** Given data follows **
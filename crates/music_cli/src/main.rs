//! Music catalog walkthrough.
//!
//! Opens (or creates) a catalog, seeds it when empty, then runs through
//! filters, joins, aggregates, subqueries, session writes, rollback,
//! update and cascading delete, printing each result.

mod config;

use chrono::NaiveDate;
use config::CliConfig;
use log::info;
use music_core::db::{open_db, open_db_in_memory};
use music_core::{
    core_version, init_logging, AlbumDraft, CatalogQueries, CatalogService, CatalogSession,
    ImportService, NewBand, SessionConfig, SongDraft,
};
use rusqlite::Connection;
use std::error::Error;
use std::process::ExitCode;

const SAMPLE_CATALOG: &str = include_str!("../data/sample_catalog.json");

fn main() -> ExitCode {
    let config = CliConfig::from_env_and_args(std::env::args().skip(1));
    match run(&config) {
        Ok(()) => ExitCode::SUCCESS,
        Err(err) => {
            eprintln!("music_cli: {err}");
            ExitCode::FAILURE
        }
    }
}

fn run(config: &CliConfig) -> Result<(), Box<dyn Error>> {
    if let Some(log_dir) = config.log_dir.as_deref() {
        init_logging(&config.log_level, log_dir)?;
    }
    println!("music_core version={}", core_version());

    let mut conn = match config.db_path.as_ref() {
        Some(path) => open_db(path)?,
        None => open_db_in_memory()?,
    };

    seed_if_empty(&mut conn, config)?;
    print_queries(&conn)?;
    demonstrate_session(&mut conn)?;
    Ok(())
}

fn seed_if_empty(conn: &mut Connection, config: &CliConfig) -> Result<(), Box<dyn Error>> {
    let totals = CatalogQueries::new(conn).catalog_totals()?;
    if totals.bands > 0 {
        println!("catalog already holds {} bands; skipping seed", totals.bands);
        return Ok(());
    }

    let payload = match config.seed_path.as_ref() {
        Some(path) => std::fs::read_to_string(path)?,
        None => SAMPLE_CATALOG.to_string(),
    };
    let summary = ImportService::new(conn).import_json(&payload)?;
    println!(
        "seeded bands={} albums={} songs={} skipped_albums={}",
        summary.bands, summary.albums, summary.songs, summary.skipped_albums
    );
    Ok(())
}

fn print_queries(conn: &Connection) -> Result<(), Box<dyn Error>> {
    let queries = CatalogQueries::new(conn);

    section("bands matching `head`");
    for band in queries.bands_matching("head")? {
        println!("  {band}");
    }

    section("albums released in the 1990s");
    let from = date(1990, 1, 1)?;
    let to = date(1999, 12, 31)?;
    for entry in queries.albums_released_between(from, to)? {
        println!("  {} by {}", entry.album, entry.band_name);
    }

    section("undated albums");
    for entry in queries.undated_albums()? {
        println!("  {} by {}", entry.album.title, entry.band_name);
    }

    section("songs longer than 5 minutes");
    for detail in queries.songs_longer_than(300.0)? {
        println!(
            "  {:>6.1}s {} ({} / {})",
            detail.song.length_seconds, detail.song.title, detail.band_name, detail.album_title
        );
    }

    section("album counts per band");
    for count in queries.album_counts_per_band()? {
        println!("  {:<16} {}", count.band.name, count.album_count);
    }

    section("album durations");
    for duration in queries.album_durations()? {
        println!(
            "  {:<24} tracks={} total={:.1}s",
            duration.album.title, duration.track_count, duration.total_seconds
        );
    }

    section("average song length per band");
    for average in queries.average_song_length_per_band()? {
        println!(
            "  {:<16} songs={} avg={:.1}s",
            average.band.name, average.song_count, average.average_seconds
        );
    }

    section("albums with at least 3 tracks");
    for entry in queries.albums_with_min_tracks(3)? {
        println!("  {}", entry.album.title);
    }

    section("longest song per album");
    for longest in queries.longest_song_per_album()? {
        println!("  {:<24} {}", longest.album.title, longest.song.title);
    }

    section("songs longer than their album average");
    for detail in queries.songs_longer_than_album_average()? {
        println!("  {} ({})", detail.song.title, detail.album_title);
    }

    section("bands without albums");
    for band in queries.bands_without_albums()? {
        println!("  {band}");
    }

    let totals = queries.catalog_totals()?;
    section("totals");
    println!(
        "  bands={} albums={} songs={} playing_time={:.1}s",
        totals.bands, totals.albums, totals.songs, totals.total_seconds
    );
    Ok(())
}

fn demonstrate_session(conn: &mut Connection) -> Result<(), Box<dyn Error>> {
    section("session: autoflush then rollback");
    {
        let mut session = CatalogSession::begin(conn, SessionConfig::default())?;
        session.add_band(NewBand::new("Boards of Canada"));
        println!(
            "  autoflush={} pending writes before query: {}",
            session.config().autoflush,
            session.pending_count()
        );
        let visible = session.queries()?.bands_matching("Boards")?;
        println!("  visible inside session after autoflush: {}", visible.len());
        session.rollback()?;
    }
    let after_rollback = CatalogQueries::new(conn).bands_matching("Boards")?;
    println!("  visible after rollback: {}", after_rollback.len());

    section("session: commit, update, cascading delete");
    let band_id = {
        let mut session = CatalogSession::begin(conn, SessionConfig::default())?;
        let band = session.add_band(NewBand::new("Boards of Canada"));
        let album = session.add_album(AlbumDraft::new(band, "Music Has the Right to Children"));
        session.add_song(SongDraft::new(album, 1, "Wildlife Analysis", 77.0));
        session.add_song(SongDraft::new(album, 2, "An Eagle in Your Mind", 383.0));
        let band_id = session.band_id(band)?.ok_or("band id missing after flush")?;
        session.commit()?;
        band_id
    };

    let service = CatalogService::sqlite(conn);
    if let Some(discography) = service.discography(band_id)? {
        if let Some(first) = discography.albums.first() {
            let retitled = service
                .retitle_album(first.album.id, "Music Has the Right to Children (Remaster)")?;
            println!("  retitled: {retitled}");
        }
    }
    let removed = service.remove_band(band_id)?;
    println!(
        "  removed {} with {} albums and {} songs",
        removed.band,
        removed.albums.len(),
        removed.song_count()
    );
    info!("event=walkthrough module=cli status=ok");
    Ok(())
}

fn date(year: i32, month: u32, day: u32) -> Result<NaiveDate, Box<dyn Error>> {
    NaiveDate::from_ymd_opt(year, month, day)
        .ok_or_else(|| format!("invalid date {year}-{month}-{day}").into())
}

fn section(title: &str) {
    println!();
    println!("== {title}");
}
** End of Given data **
**What is expected:** Word for word, repeat the records above.

**Exercise solution:**
filename crates/music_cli/src/main.rs
//! Music catalog walkthrough.
//!
//! Opens (or creates) a catalog, seeds it when empty, then runs through
//! filters, joins, aggregates, subqueries, session writes, rollback,
//! update and cascading delete, printing each result.

mod config;

use chrono::NaiveDate;
use config::CliConfig;
use log::info;
use music_core::db::{open_db, open_db_in_memory};
use music_core::{
    core_version, init_logging, AlbumDraft, CatalogQueries, CatalogService, CatalogSession,
    ImportService, NewBand, SessionConfig, SongDraft,
};
use rusqlite::Connection;
use std::error::Error;
use std::process::ExitCode;

const SAMPLE_CATALOG: &str = include_str!("../data/sample_catalog.json");

fn main() -> ExitCode {
    let config = CliConfig::from_env_and_args(std::env::args().skip(1));
    match run(&config) {
        Ok(()) => ExitCode::SUCCESS,
        Err(err) => {
            eprintln!("music_cli: {err}");
            ExitCode::FAILURE
        }
    }
}

fn run(config: &CliConfig) -> Result<(), Box<dyn Error>> {
    if let Some(log_dir) = config.log_dir.as_deref() {
        init_logging(&config.log_level, log_dir)?;
    }
    println!("music_core version={}", core_version());

    let mut conn = match config.db_path.as_ref() {
        Some(path) => open_db(path)?,
        None => open_db_in_memory()?,
    };

    seed_if_empty(&mut conn, config)?;
    print_queries(&conn)?;
    demonstrate_session(&mut conn)?;
    Ok(())
}

fn seed_if_empty(conn: &mut Connection, config: &CliConfig) -> Result<(), Box<dyn Error>> {
    let totals = CatalogQueries::new(conn).catalog_totals()?;
    if totals.bands > 0 {
        println!("catalog already holds {} bands; skipping seed", totals.bands);
        return Ok(());
    }

    let payload = match config.seed_path.as_ref() {
        Some(path) => std::fs::read_to_string(path)?,
        None => SAMPLE_CATALOG.to_string(),
    };
    let summary = ImportService::new(conn).import_json(&payload)?;
    println!(
        "seeded bands={} albums={} songs={} skipped_albums={}",
        summary.bands, summary.albums, summary.songs, summary.skipped_albums
    );
    Ok(())
}

fn print_queries(conn: &Connection) -> Result<(), Box<dyn Error>> {
    let queries = CatalogQueries::new(conn);

    section("bands matching `head`");
    for band in queries.bands_matching("head")? {
        println!("  {band}");
    }

    section("albums released in the 1990s");
    let from = date(1990, 1, 1)?;
    let to = date(1999, 12, 31)?;
    for entry in queries.albums_released_between(from, to)? {
        println!("  {} by {}", entry.album, entry.band_name);
    }

    section("undated albums");
    for entry in queries.undated_albums()? {
        println!("  {} by {}", entry.album.title, entry.band_name);
    }

    section("songs longer than 5 minutes");
    for detail in queries.songs_longer_than(300.0)? {
        println!(
            "  {:>6.1}s {} ({} / {})",
            detail.song.length_seconds, detail.song.title, detail.band_name, detail.album_title
        );
    }

    section("album counts per band");
    for count in queries.album_counts_per_band()? {
        println!("  {:<16} {}", count.band.name, count.album_count);
    }

    section("album durations");
    for duration in queries.album_durations()? {
        println!(
            "  {:<24} tracks={} total={:.1}s",
            duration.album.title, duration.track_count, duration.total_seconds
        );
    }

    section("average song length per band");
    for average in queries.average_song_length_per_band()? {
        println!(
            "  {:<16} songs={} avg={:.1}s",
            average.band.name, average.song_count, average.average_seconds
        );
    }

    section("albums with at least 3 tracks");
    for entry in queries.albums_with_min_tracks(3)? {
        println!("  {}", entry.album.title);
    }

    section("longest song per album");
    for longest in queries.longest_song_per_album()? {
        println!("  {:<24} {}", longest.album.title, longest.song.title);
    }

    section("songs longer than their album average");
    for detail in queries.songs_longer_than_album_average()? {
        println!("  {} ({})", detail.song.title, detail.album_title);
    }

    section("bands without albums");
    for band in queries.bands_without_albums()? {
        println!("  {band}");
    }

    let totals = queries.catalog_totals()?;
    section("totals");
    println!(
        "  bands={} albums={} songs={} playing_time={:.1}s",
        totals.bands, totals.albums, totals.songs, totals.total_seconds
    );
    Ok(())
}

fn demonstrate_session(conn: &mut Connection) -> Result<(), Box<dyn Error>> {
    section("session: autoflush then rollback");
    {
        let mut session = CatalogSession::begin(conn, SessionConfig::default())?;
        session.add_band(NewBand::new("Boards of Canada"));
        println!(
            "  autoflush={} pending writes before query: {}",
            session.config().autoflush,
            session.pending_count()
        );
        let visible = session.queries()?.bands_matching("Boards")?;
        println!("  visible inside session after autoflush: {}", visible.len());
        session.rollback()?;
    }
    let after_rollback = CatalogQueries::new(conn).bands_matching("Boards")?;
    println!("  visible after rollback: {}", after_rollback.len());

    section("session: commit, update, cascading delete");
    let band_id = {
        let mut session = CatalogSession::begin(conn, SessionConfig::default())?;
        let band = session.add_band(NewBand::new("Boards of Canada"));
        let album = session.add_album(AlbumDraft::new(band, "Music Has the Right to Children"));
        session.add_song(SongDraft::new(album, 1, "Wildlife Analysis", 77.0));
        session.add_song(SongDraft::new(album, 2, "An Eagle in Your Mind", 383.0));
        let band_id = session.band_id(band)?.ok_or("band id missing after flush")?;
        session.commit()?;
        band_id
    };

    let service = CatalogService::sqlite(conn);
    if let Some(discography) = service.discography(band_id)? {
        if let Some(first) = discography.albums.first() {
            let retitled = service
                .retitle_album(first.album.id, "Music Has the Right to Children (Remaster)")?;
            println!("  retitled: {retitled}");
        }
    }
    let removed = service.remove_band(band_id)?;
    println!(
        "  removed {} with {} albums and {} songs",
        removed.band,
        removed.albums.len(),
        removed.song_count()
    );
    info!("event=walkthrough module=cli status=ok");
    Ok(())
}

fn date(year: i32, month: u32, day: u32) -> Result<NaiveDate, Box<dyn Error>> {
    NaiveDate::from_ymd_opt(year, month, day)
        .ok_or_else(|| format!("invalid date {year}-{month}-{day}").into())
}

fn section(title: &str) {
    println!();
    println!("== {title}");
}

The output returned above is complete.